Hospice Compare Launch Shows Lagging Scores For Pain Assessment

Medicare’s quality measure comparison website is now up and running.

If you’ve been having trouble meeting the deadline for pain assessment with the Hospice Item Set, the results are now public.

Medicare’s Hospice Compare website went live Aug. 16, so now potential patients, referral sources, and competitors, among others, can now peruse your quality data.

The site contains data from nearly 3,900 hospices on seven National Quality Forum-endorsed Hospice Item Set quality measures, the Centers for Medicare & Medicaid Services says in a fact sheet about the site (see measures, this page).

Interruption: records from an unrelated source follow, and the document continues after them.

//! Implementation of the question-and-compose pipeline.

use crate::answers::{AnswerSet, AnswerSource, BatchSource, InteractiveSource};
use crate::config::Config;
use crate::error::{OneshotError, Result};
use crate::prompt::{compose_prompt, render_output};
use crate::questions::{Question, resolve_questions};
use crate::text::normalize;
use std::io::{BufRead, Write};

/// Generate a prompt for `summary` and write it to `writer`.
///
/// With `answers_json`, answers come from the payload and nothing is read
/// from `reader`. Without it, every question is asked on `writer` and
/// answered from `reader`.
///
/// # Errors
///
/// * `OneshotError::EmptySummary` - the summary is blank; nothing is asked or printed
/// * `OneshotError::MalformedPayload` - the payload is not a JSON object; nothing is printed
/// * `OneshotError::Io` - reading answers or writing output failed
pub fn cmd_generate<R: BufRead, W: Write>(
    summary: &str,
    answers_json: Option<&str>,
    config: &Config,
    reader: R,
    mut writer: W,
) -> Result<()> {
    let summary = normalize(summary);
    if summary.is_empty() {
        return Err(OneshotError::EmptySummary);
    }

    let questions = resolve_questions(&summary);
    log::info!("resolved {} question(s)", questions.len());

    let answers = collect_answers(&questions, answers_json, config, reader, &mut writer)?;
    let prompt = compose_prompt(&summary, &answers)?;

    writer.write_all(render_output(&prompt, config.banner_width).as_bytes())?;
    writer.flush()?;
    Ok(())
}

fn collect_answers<R: BufRead, W: Write>(
    questions: &[&Question],
    answers_json: Option<&str>,
    config: &Config,
    reader: R,
    writer: W,
) -> Result<AnswerSet> {
    match answers_json {
        Some(payload) => {
            log::info!("using pre-supplied answers");
            BatchSource::parse(payload)?
                .default_answer(&config.default_answer)
                .collect(questions)
        }
        None => InteractiveSource::new(reader, writer)
            .default_answer(&config.default_answer)
            .show_intro(config.show_intro)
            .collect(questions),
    }
}
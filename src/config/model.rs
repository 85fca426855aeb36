//! Config struct definition and default implementation.

use super::types::*;
use serde::{Deserialize, Serialize};

/// Configuration for a oneshot run.
///
/// Unknown fields in the YAML are ignored for forward compatibility.
#[derive(Debug, Clone, PartialEq, Eq, Serialize, Deserialize)]
#[serde(default)]
pub struct Config {
    /// Text used for questions left unanswered (default: "Not specified").
    #[serde(default = "default_answer")]
    pub default_answer: String,

    /// Width of the `=` banner lines framing the generated prompt.
    #[serde(default = "default_banner_width")]
    pub banner_width: usize,

    /// Whether interactive mode prints its introduction line.
    #[serde(default = "default_true")]
    pub show_intro: bool,
}

impl Default for Config {
    fn default() -> Self {
        Self {
            default_answer: default_answer(),
            banner_width: default_banner_width(),
            show_intro: default_true(),
        }
    }
}
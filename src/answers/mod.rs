//! Answer collection.
//!
//! Two sources produce an [`AnswerSet`] for a resolved question sequence:
//!
//! - [`InteractiveSource`]: asks each question on a terminal, one line per answer
//! - [`BatchSource`]: reads pre-supplied answers from a JSON object
//!
//! Either way every question ends up with a normalized, non-empty answer.
//! Blank or missing answers fall back to the configured default.

mod batch;
mod interactive;


pub use batch::BatchSource;
pub use interactive::InteractiveSource;

use crate::error::Result;
use crate::questions::Question;
use crate::text::normalize;

/// Something that can produce one answer per question.
pub trait AnswerSource {
    /// Collect answers for `questions`, in order.
    fn collect(&mut self, questions: &[&Question]) -> Result<AnswerSet>;
}

/// Answers keyed by question key, kept in question order.
#[derive(Debug, Clone, Default, PartialEq, Eq)]
pub struct AnswerSet {
    entries: Vec<(String, String)>,
}

impl AnswerSet {
    /// Create an empty answer set.
    pub fn new() -> Self {
        Self::default()
    }

    /// Record an answer, replacing any earlier answer for the same key.
    pub fn insert(&mut self, key: impl Into<String>, value: impl Into<String>) {
        let key = key.into();
        let value = value.into();
        match self.entries.iter_mut().find(|(k, _)| *k == key) {
            Some(entry) => entry.1 = value,
            None => self.entries.push((key, value)),
        }
    }

    /// The answer recorded for `key`, if any.
    pub fn get(&self, key: &str) -> Option<&str> {
        self.entries
            .iter()
            .find(|(k, _)| k == key)
            .map(|(_, v)| v.as_str())
    }

    /// Iterate over `(key, answer)` pairs in insertion order.
    pub fn iter(&self) -> impl Iterator<Item = (&str, &str)> {
        self.entries.iter().map(|(k, v)| (k.as_str(), v.as_str()))
    }

    pub fn len(&self) -> usize {
        self.entries.len()
    }

    pub fn is_empty(&self) -> bool {
        self.entries.is_empty()
    }
}

/// Normalize a raw answer, substituting `default_answer` when it is missing
/// or blank.
pub fn resolve_answer(raw: Option<&str>, default_answer: &str) -> String {
    let value = raw.map(normalize).unwrap_or_default();
    if value.is_empty() {
        normalize(default_answer)
    } else {
        value
    }
}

Stats: The measure with the lowest national average rate is Pain Assessment. The measure, which gauges “percentage of patient stays during which the patient screened positive for pain and received a comprehensive assessment of pain within 1 day of the screening,” came in at 76.3 percent.

The remaining six measures scored in the mid- to high-90s, with the highest being Treatment Preferences at 98.4 percent.

Why the big difference for the pain measure? “One of the key issues would be not having the assessment completed in the time frame specified,” suspects Theresa Forster with the National Association for Home Care & Hospice. “Hospices only have one day from having a patient screen positive for pain to complete the assessment and have it count.”

Watch out: Whether the national rates will be as high for the CAHPS-based measures that will debut this winter is open to question.

Even though six of the seven measures have average rates in the 90s, the comparison still has value, CMS maintains in its fact sheet. “Even when measure scores may average over 90 percent, there is often a wide range of provider performance representing room for improvement,” the agency says.

Plus: CMS also plans to implement a five-star rating system, as it does for home health agencies and other provider types, soon, it said in the 2017 payment rule.

“The Hospice Compare site allows patients, family members, caregivers, and healthcare providers to compare hospice providers based on important quality metrics,” CMS says in a release.

“The Hospice Compare website is an important tool for the American people and will help empower them in a time of vulnerability as they look for information necessary to make important decisions about hospice care for loved ones,” CMS Administrator Seema Verma says in the release. “The CMS Hospice Compare website is a reliable resource for family members and care givers who are looking for facilities that will provide quality care.”

NAHC praises the site’s launch. “While the initial launch includes only a limited set of process measures, it represents an important step forward in the evolution of the Hospice Quality Reporting Program (HQRP), and sets the hospice program firmly on the road toward greater transparency — on-par with other Medicare providers,” Forster says. “We anticipate significant changes going forward.”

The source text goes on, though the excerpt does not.